In terms of plans for the coming year, Pope Francis said he has one confirmed international trip to Belgium, though he did not specify when, and that there are two tentative trips to Polynesia and to Argentina that are “pending.”

“We will see how things turn out, but over time I’m going to get back to things,” he said.

When asked about critical remarks made by Argentina’s new President, Javier Milei, who ran on an anti-pope campaign and has called Francis a “communist,” and “imbecile” and “a son-of-a b*tch,” among other things, the pope appeared to play down the comments.

“In the electoral campaign, things are said … but they are provisional things, things that are used to create a bit of attention, but which after fall away on their own,” he said, stressing the need to “distinguish a lot between what a politician says in the electoral campaign and what he is really going to do afterwards, because then comes the moment of concreteness, of decisions, those things.”

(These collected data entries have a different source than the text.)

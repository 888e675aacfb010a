// SPDX-FileCopyrightText: 2026 Concierge Contributors
// SPDX-License-Identifier: MIT OR Apache-2.0

//! End-to-end tests against a gateway bound to an ephemeral port.

use std::sync::Arc;
use std::time::Duration;

use concierge_agent::{ChatService, Dispatcher, StreamRelay};
use concierge_config::model::{AuthConfig, StorageConfig};
use concierge_core::{ProviderKind, StorageAdapter};
use concierge_gateway::{router, Accounts, GatewayState};
use concierge_storage::SqliteStorage;
use concierge_test_utils::MockProvider;
use serde_json::{json, Value};
use tempfile::TempDir;
use tokio::net::TcpListener;

struct TestGateway {
    base: String,
    client: reqwest::Client,
    _dir: TempDir,
}

impl TestGateway {
    async fn start(gemini: MockProvider, deepseek: MockProvider) -> Self {
        let dir = tempfile::tempdir().unwrap();
        let storage = Arc::new(SqliteStorage::new(StorageConfig {
            database_path: dir.path().join("gw.db").to_string_lossy().into_owned(),
            wal_mode: true,
        }));
        storage.initialize().await.unwrap();

        let dispatcher = Arc::new(Dispatcher::new(Arc::new(gemini), Arc::new(deepseek)));
        let relay = StreamRelay::new(dispatcher.clone(), 10, Duration::from_millis(1));
        let chat = Arc::new(ChatService::new(dispatcher, relay, storage.clone()));
        let accounts = Arc::new(Accounts::new(
            storage,
            AuthConfig {
                token_bytes: 32,
                memory_cost_kib: 1024,
                iterations: 1,
                parallelism: 1,
            },
        ));

        let app = router(GatewayState::new(chat, accounts));
        let listener = TcpListener::bind("127.0.0.1:0").await.unwrap();
        let addr = listener.local_addr().unwrap();
        tokio::spawn(async move {
            axum::serve(listener, app).await.unwrap();
        });

        Self {
            base: format!("http://127.0.0.1:{}", addr.port()),
            client: reqwest::Client::new(),
            _dir: dir,
        }
    }

    async fn default() -> Self {
        Self::start(
            MockProvider::new(ProviderKind::Gemini),
            MockProvider::new(ProviderKind::DeepSeek),
        )
        .await
    }

    async fn post(&self, path: &str, body: Value) -> (u16, Value) {
        let resp = self
            .client
            .post(format!("{}{path}", self.base))
            .json(&body)
            .send()
            .await
            .unwrap();
        let status = resp.status().as_u16();
        (status, resp.json().await.unwrap())
    }

    async fn get(&self, path: &str) -> (u16, Value) {
        let resp = self
            .client
            .get(format!("{}{path}", self.base))
            .send()
            .await
            .unwrap();
        let status = resp.status().as_u16();
        (status, resp.json().await.unwrap())
    }

    async fn register(&self, username: &str) -> (i64, String) {
        let (status, body) = self
            .post(
                "/auth/register",
                json!({"username": username, "email": format!("{username}@example.com"), "password": "pw-123"}),
            )
            .await;
        assert_eq!(status, 200);
        assert_eq!(body["success"], true, "{body}");
        (
            body["user_id"].as_i64().unwrap(),
            body["token"].as_str().unwrap().to_string(),
        )
    }
}

#[tokio::test]
async fn chat_routes_records_and_shows_history() {
    let gw = TestGateway::start(
        MockProvider::with_responses(ProviderKind::Gemini, vec!["Use a debugger."]),
        MockProvider::new(ProviderKind::DeepSeek),
    )
    .await;

    let (status, body) = gw
        .post("/chat", json!({"query": "debug my python code", "session_id": "s1"}))
        .await;
    assert_eq!(status, 200);
    assert_eq!(body["agent_used"], "Code Assistant");
    assert_eq!(body["model"], "gemini-1.5-flash-8b");
    assert_eq!(body["response"], "Use a debugger.");
    assert_eq!(body["confidence"], 0.85);
    assert_eq!(body["cost_estimate"], 0.0);

    let (status, history) = gw.get("/chat/history?limit=10&session_id=s1").await;
    assert_eq!(status, 200);
    assert_eq!(history["success"], true);
    assert_eq!(history["count"], 1);
    assert_eq!(history["history"][0]["agent_used"], "Code Assistant");
    assert_eq!(history["history"][0]["query"], "debug my python code");

    let (_, other) = gw.get("/chat/history?session_id=nope").await;
    assert_eq!(other["count"], 0);
}

#[tokio::test]
async fn blank_query_is_a_bad_request_on_both_paths() {
    let gw = TestGateway::default().await;

    let (status, body) = gw.post("/chat", json!({"query": "   "})).await;
    assert_eq!(status, 400);
    assert_eq!(body["error"], "Query cannot be empty.");

    let (status, body) = gw.post("/chat/stream", json!({"query": ""})).await;
    assert_eq!(status, 400);
    assert_eq!(body["error"], "Query cannot be empty.");

    let (_, history) = gw.get("/chat/history").await;
    assert_eq!(history["count"], 0);
}

#[tokio::test]
async fn stream_sends_start_deltas_and_complete() {
    let answer = (1..=15).map(|i| format!("w{i}")).collect::<Vec<_>>().join(" ");
    let gw = TestGateway::start(
        MockProvider::with_responses(ProviderKind::Gemini, vec![answer.as_str()]),
        MockProvider::new(ProviderKind::DeepSeek),
    )
    .await;

    let resp = gw
        .client
        .post(format!("{}/chat/stream", gw.base))
        .json(&json!({"query": "how to plant tomatoes"}))
        .send()
        .await
        .unwrap();
    assert_eq!(resp.status().as_u16(), 200);
    let text = resp.text().await.unwrap();

    let events: Vec<Value> = text
        .lines()
        .filter_map(|line| line.strip_prefix("data: "))
        .map(|data| serde_json::from_str(data).unwrap())
        .collect();

    assert_eq!(events.len(), 4);
    assert_eq!(
        events[0],
        json!({"event": "start", "agent": "Task Helper", "model": "gemini-1.5-flash-8b"})
    );
    assert_eq!(events[1]["content"], "w1 w2 w3 w4 w5 w6 w7 w8 w9 w10");
    assert_eq!(events[2]["content"], "w11 w12 w13 w14 w15");
    assert_eq!(events[3], json!({"event": "complete", "ok": true}));
}

#[tokio::test]
async fn models_status_lists_only_configured_providers() {
    let gw = TestGateway::start(
        MockProvider::new(ProviderKind::Gemini).unconfigured(),
        MockProvider::new(ProviderKind::DeepSeek),
    )
    .await;

    let (status, body) = gw.get("/models/status").await;
    assert_eq!(status, 200);
    assert_eq!(body["count"], 1);
    assert_eq!(
        body["models"][0],
        json!({"model": "deepseeker-1.0", "status": "available", "provider": "deepseek"})
    );
    assert!(body["time"].is_string());
}

#[tokio::test]
async fn register_login_verify() {
    let gw = TestGateway::default().await;
    let (user_id, token) = gw.register("ada").await;

    let (_, dup) = gw
        .post(
            "/auth/register",
            json!({"username": "ada", "email": "other@example.com", "password": "x"}),
        )
        .await;
    assert_eq!(dup["success"], false);
    assert_eq!(dup["message"], "Username or email already exists");

    let (_, bad) = gw
        .post("/auth/login", json!({"username": "ada", "password": "wrong"}))
        .await;
    assert_eq!(bad["success"], false);
    assert_eq!(bad["message"], "Invalid username or password");

    let (_, good) = gw
        .post("/auth/login", json!({"username": "ada", "password": "pw-123"}))
        .await;
    assert_eq!(good["success"], true);
    assert_eq!(good["message"], "Login successful");
    assert_eq!(good["user_id"], user_id);
    assert_ne!(good["token"].as_str().unwrap(), token);

    let (_, verified) = gw.get(&format!("/auth/verify?token={token}")).await;
    assert_eq!(verified["success"], true);
    assert_eq!(verified["user"]["username"], "ada");
    assert!(verified["user"].get("password_hash").is_none());

    let (_, rejected) = gw.get("/auth/verify?token=bogus").await;
    assert_eq!(rejected["success"], false);
    assert_eq!(rejected["message"], "Invalid or expired session");
}

#[tokio::test]
async fn analytics_require_the_owners_token() {
    let gw = TestGateway::default().await;
    let (ada, ada_token) = gw.register("ada").await;
    let (bob, _) = gw.register("bob").await;

    let (status, body) = gw
        .get(&format!("/analytics/user/{bob}?token={ada_token}"))
        .await;
    assert_eq!(status, 401);
    assert_eq!(body["error"], "Unauthorized");

    let (status, _) = gw
        .post("/chat", json!({"query": "research solar panels", "token": ada_token}))
        .await;
    assert_eq!(status, 200);

    let (status, body) = gw
        .get(&format!("/analytics/user/{ada}?token={ada_token}"))
        .await;
    assert_eq!(status, 200);
    assert_eq!(body["analytics"]["stats"]["total_chats"], 1);
    assert_eq!(
        body["analytics"]["agent_usage"][0]["agent_used"],
        "Research Assistant"
    );

    let (status, body) = gw
        .get(&format!("/analytics/report/{ada}?token={ada_token}&days=7"))
        .await;
    assert_eq!(status, 200);
    let report = &body["report"];
    assert_eq!(report["period_days"], 7);
    assert_eq!(report["summary"]["total_conversations"], 1);
    assert_eq!(report["summary"]["most_used_agent"], "Research Assistant");
    assert_eq!(report["user_info"]["id"], ada);
}

#[tokio::test]
async fn chat_with_unknown_token_is_unauthorized() {
    let gw = TestGateway::default().await;
    let (status, body) = gw
        .post("/chat", json!({"query": "hello", "token": "expired"}))
        .await;
    assert_eq!(status, 401);
    assert_eq!(body["error"], "Invalid or expired session");
}

#[tokio::test]
async fn health_reports_version() {
    let gw = TestGateway::default().await;
    let (status, body) = gw.get("/health").await;
    assert_eq!(status, 200);
    assert_eq!(body["status"], "ok");
    assert_eq!(body["version"], env!("CARGO_PKG_VERSION"));
}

Pope Francis said he has been invited to visit Argentina, and that he trusts politicians and has faith in them, “because I believe that politics – I didn’t say it, a previous pope said it – is the highest form of charity; that is, love for the people, political love.”

“Bad politicians” keep a tally of gains and losses, while “great politicians are the ones who give us the true message of what politics is,” he said.

Speaking of current wars, the pope lamented that the world has become accustomed to the ongoing war in Ukraine while many people, including many youths, die daily.

“War is always a defeat, always, the only ones who gain in war are the arms manufacturers, and there the economist told me that a person who has no morals and who wants to invest, the best investments are the arms factory, which gives more revenue,” he said.

Francis said he had recently spoken with the pastor of Gaza and that he calls the parish every day.

There are some 600 people sheltering at the Catholic parish in Gaza, with the priests and nuns of the city attending to them and informing him of what is happening, which the pope referred to as “Terror.”

“What do we gain from war? Destruction, nothing more than that…I can safely say that the end of the Second World War until now, there has always been some war out there,” he said.